The Medicare prescription drug program, called Medicare Part D, is a voluntary program offering a range of plans with premiums averaging about $34 a month (higher-income enrollees may be subject to a surcharge). There is a deductible ($405 in 2018), Medicare pays 75 percent of drug costs between the deductible and an annually set amount ($3,750 in 2018), beneficiaries pay until they reach a total amount ($5,000 in 2018) the beneficiary must pay before hitting the catastrophic coverage level, and Medicare pays 95 percent of drug cost in the catastrophic coverage level.
This “donut hole” structure is being phased out. When enrollees hit the coverage gap, discounts apply to brand name and certain generic drugs (of 65 and 56 percent in 2018). Even though a discount applies, the full cost of a brand-name drug, although not of a generic drug, counts toward the required enrollee out of pocket payment. The discounts are increasing each year so that in 2020, the 75 percent Medicare payment will apply up to the point where 95 percent coverage begins.
The cost sharing amounts are indexed for inflation. Lower-income beneficiaries may qualify for no cost sharing other than a small co-pay per prescription.

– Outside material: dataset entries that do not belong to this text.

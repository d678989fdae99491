use serde::{Deserialize, Serialize};

use crate::config::RedactedConfig;

/// Queries slower than this are counted and announced as slow.
pub const SLOW_QUERY_THRESHOLD_MS: f64 = 150.0;

/// Live statistics aggregate, mutated by the pool's execution path right
/// after each completed attempt.
///
/// `average_time_ms` is maintained only by the incremental (Welford) update
/// over successful durations. It is never recomputed from `total_time_ms`;
/// keeping exactly one update path avoids drift between the two.
#[derive(Debug, Default, Clone)]
pub struct PoolStats {
    pub total_queries: u64,
    pub slow_queries: u64,
    pub failed_queries: u64,
    pub total_time_ms: f64,
    pub average_time_ms: f64,
}

impl PoolStats {
    /// Fold one successful query duration into the aggregate. Returns whether
    /// the query crossed the slow threshold.
    pub fn record_success(&mut self, duration_ms: f64) -> bool {
        self.total_queries += 1;
        self.total_time_ms += duration_ms;
        // n is at least 1 here.
        let n = self.total_queries as f64;
        self.average_time_ms += (duration_ms - self.average_time_ms) / n;

        let slow = duration_ms > SLOW_QUERY_THRESHOLD_MS;
        if slow {
            self.slow_queries += 1;
        }
        slow
    }

    /// Count one failed attempt. Failed durations never reach the average.
    pub fn record_failure(&mut self) {
        self.failed_queries += 1;
    }
}

/// Point-in-time copy of the aggregate plus readiness and a redacted config,
/// returned by [`crate::pool::ConnectionPool::stats`]. O(1), no recomputation.
#[derive(Debug, Clone, Serialize, Deserialize)]
pub struct StatsSnapshot {
    pub total_queries: u64,
    pub slow_queries: u64,
    pub failed_queries: u64,
    pub total_time_ms: f64,
    pub average_time_ms: f64,
    pub ready: bool,
    pub config: RedactedConfig,
}
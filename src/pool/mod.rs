mod events;
mod manager;
mod stats;

pub use events::PoolEvent;
pub use manager::{DriverManager, PooledConnection};
pub use stats::{PoolStats, SLOW_QUERY_THRESHOLD_MS, StatsSnapshot};

use std::sync::atomic::{AtomicU8, Ordering};
use std::sync::{Arc, Mutex};
use std::time::Instant;

use deadpool::managed::Pool;
use tokio::sync::broadcast;
use tracing::{error, info, warn};

use crate::config::PoolConfig;
use crate::driver::Driver;
use crate::error::GatewayError;
use crate::results::DriverResult;
use crate::sql_snippet;
use crate::types::Value;

use events::PoolEvents;

/// Lifecycle of the pool. `Ready` is reached once, by a successful probe;
/// there is no path back from `Failed` or `Closed` short of a new pool.
#[derive(Debug, Clone, Copy, PartialEq, Eq)]
#[repr(u8)]
pub enum PoolState {
    Uninitialized = 0,
    Initializing = 1,
    Ready = 2,
    Failed = 3,
    Closed = 4,
}

impl PoolState {
    fn from_u8(raw: u8) -> PoolState {
        match raw {
            1 => PoolState::Initializing,
            2 => PoolState::Ready,
            3 => PoolState::Failed,
            4 => PoolState::Closed,
            _ => PoolState::Uninitialized,
        }
    }
}

/// Bounded pool of live driver connections, plus the runtime statistics
/// aggregate and the readiness state machine.
///
/// Constructed explicitly with an injected [`Driver`] and passed by handle to
/// every component that needs it; tests substitute a scripted driver through
/// the same seam.
pub struct ConnectionPool {
    inner: Pool<DriverManager>,
    state: AtomicU8,
    config: PoolConfig,
    stats: Mutex<PoolStats>,
    events: PoolEvents,
}

impl std::fmt::Debug for ConnectionPool {
    fn fmt(&self, f: &mut std::fmt::Formatter<'_>) -> std::fmt::Result {
        f.debug_struct("ConnectionPool")
            .field("state", &self.state_snapshot())
            .field("config", &self.config)
            .finish_non_exhaustive()
    }
}

impl ConnectionPool {
    /// Build the pool structure without touching the network. The pool is not
    /// usable until [`ConnectionPool::initialize`] succeeds.
    ///
    /// # Errors
    /// Returns `GatewayError::InitError` if the pool cannot be constructed
    /// (e.g. a zero connection limit).
    pub fn new(driver: Arc<dyn Driver>, config: PoolConfig) -> Result<Self, GatewayError> {
        // A zero-capacity deadpool never fails a checkout, it parks forever.
        if config.connection_limit == 0 {
            return Err(GatewayError::InitError(
                "connection_limit must be at least 1".to_string(),
            ));
        }
        let manager = DriverManager::new(driver, config.clone());
        let inner = Pool::builder(manager)
            .max_size(config.connection_limit)
            .build()
            .map_err(|e| GatewayError::InitError(e.to_string()))?;

        Ok(Self {
            inner,
            state: AtomicU8::new(PoolState::Uninitialized as u8),
            config,
            stats: Mutex::new(PoolStats::default()),
            events: PoolEvents::new(),
        })
    }

    /// Checkout-and-release one probe connection, then declare readiness.
    ///
    /// A failed probe leaves the pool permanently not ready; there is no
    /// automatic retry. Callers that want retry own the backoff loop.
    ///
    /// # Errors
    /// Returns `GatewayError::InitError` on probe failure or when called in
    /// any state other than `Uninitialized`.
    pub async fn initialize(&self) -> Result<(), GatewayError> {
        if self
            .state
            .compare_exchange(
                PoolState::Uninitialized as u8,
                PoolState::Initializing as u8,
                Ordering::SeqCst,
                Ordering::SeqCst,
            )
            .is_err()
        {
            return Err(GatewayError::InitError(format!(
                "initialize called in state {:?}",
                self.state_snapshot()
            )));
        }

        let probe = async {
            let mut conn = self.inner.get().await.map_err(manager::map_pool_error)?;
            conn.ping().await
        }
        .await;

        match probe {
            Ok(()) => {
                self.state.store(PoolState::Ready as u8, Ordering::SeqCst);
                info!(
                    host = %self.config.host,
                    database = %self.config.database,
                    connection_limit = self.config.connection_limit,
                    "connection pool ready"
                );
                self.events.emit(PoolEvent::Ready);
                Ok(())
            }
            Err(err) => {
                self.state.store(PoolState::Failed as u8, Ordering::SeqCst);
                error!(error = %err, "connection pool initialization failed");
                Err(GatewayError::InitError(err.to_string()))
            }
        }
    }

    /// Pure read of readiness. Never blocks, never touches the network.
    #[must_use]
    pub fn ready(&self) -> bool {
        self.state_snapshot() == PoolState::Ready
    }

    /// Current lifecycle state.
    #[must_use]
    pub fn state_snapshot(&self) -> PoolState {
        PoolState::from_u8(self.state.load(Ordering::SeqCst))
    }

    /// Single-statement fast path: checkout, execute, release, account.
    ///
    /// # Errors
    /// `GatewayError::PoolNotReady` before/after readiness,
    /// `GatewayError::QueryFailed` on driver errors (counted in
    /// `failed_queries`, excluded from the average).
    pub async fn execute(&self, sql: &str, args: &[Value]) -> Result<DriverResult, GatewayError> {
        if !self.ready() {
            return Err(GatewayError::PoolNotReady);
        }

        let start = Instant::now();
        let attempt = async {
            let mut conn = self.inner.get().await.map_err(manager::map_pool_error)?;
            conn.execute(sql, args).await
        }
        .await;
        let duration_ms = start.elapsed().as_secs_f64() * 1000.0;

        match attempt {
            Ok(result) => {
                let slow = self.lock_stats().record_success(duration_ms);
                if slow {
                    warn!(duration_ms, sql = %sql_snippet(sql), "slow query");
                    self.events.emit(PoolEvent::SlowQuery {
                        sql: sql.to_string(),
                        duration_ms,
                        params: args.to_vec(),
                    });
                }
                Ok(result)
            }
            Err(err) => {
                self.lock_stats().record_failure();
                Err(err)
            }
        }
    }

    /// Explicit checkout for multi-statement atomic sequences. The connection
    /// returns to the pool when the guard drops, on every exit path.
    ///
    /// # Errors
    /// `GatewayError::PoolNotReady` if the pool is not ready,
    /// `GatewayError::ConnectionError` if checkout fails.
    pub async fn get_connection(&self) -> Result<PooledConnection, GatewayError> {
        if !self.ready() {
            return Err(GatewayError::PoolNotReady);
        }
        self.inner.get().await.map_err(manager::map_pool_error)
    }

    /// O(1) snapshot of the live aggregate plus readiness and redacted config.
    #[must_use]
    pub fn stats(&self) -> StatsSnapshot {
        let stats = self.lock_stats().clone();
        StatsSnapshot {
            total_queries: stats.total_queries,
            slow_queries: stats.slow_queries,
            failed_queries: stats.failed_queries,
            total_time_ms: stats.total_time_ms,
            average_time_ms: stats.average_time_ms,
            ready: self.ready(),
            config: self.config.redacted(),
        }
    }

    /// Subscribe to ready / slow-query notifications.
    #[must_use]
    pub fn subscribe(&self) -> broadcast::Receiver<PoolEvent> {
        self.events.subscribe()
    }

    /// The configuration this pool was built with.
    #[must_use]
    pub fn config(&self) -> &PoolConfig {
        &self.config
    }

    /// Drain and close all connections. Idempotent; a second call is a no-op.
    pub fn close(&self) {
        let previous = self.state.swap(PoolState::Closed as u8, Ordering::SeqCst);
        if PoolState::from_u8(previous) != PoolState::Closed {
            self.inner.close();
            info!(database = %self.config.database, "connection pool closed");
        }
    }

    fn lock_stats(&self) -> std::sync::MutexGuard<'_, PoolStats> {
        match self.stats.lock() {
            Ok(guard) => guard,
            Err(poisoned) => poisoned.into_inner(),
        }
    }
}
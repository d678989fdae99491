//! Convenient imports for common functionality.

pub use crate::binding::{BoundQuery, bind};
pub use crate::classify::{StatementKind, classify};
pub use crate::config::{PoolConfig, RedactedConfig};
pub use crate::driver::{Driver, DriverConnection};
pub use crate::engine::{QueryEngine, Shaped, TransactionOutcome};
pub use crate::error::GatewayError;
pub use crate::pool::{ConnectionPool, PoolEvent, PoolState, SLOW_QUERY_THRESHOLD_MS, StatsSnapshot};
pub use crate::results::{DriverResult, Row};
pub use crate::types::{Params, QueryAndParams, Value};

#[cfg(feature = "sqlite")]
pub use crate::sqlite::SqliteDriver;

Coverage includes prescription drugs, biological products, insulin and certain vaccines. Beneficiaries may choose either “standard” coverage offered by a prescription drug plan or as part of a Medicare Advantage plan. Beneficiaries also may receive drug coverage through an employment-based retiree plan.
However, there is little incentive for a federal retiree with FEHB coverage to join the Medicare prescription drug program. Prescription drug costs already are factored into FEHB premiums, and voluntarily enrolling in a Medicare drug plan could simply amount to paying a second time for coverage they already have. In addition, the Medicare drug benefit is generally considered inferior to what FEHB provides. There could be situations in which it makes sense to take Part D, though, particularly if the individual would be eligible for the lower rates available to lower-income people.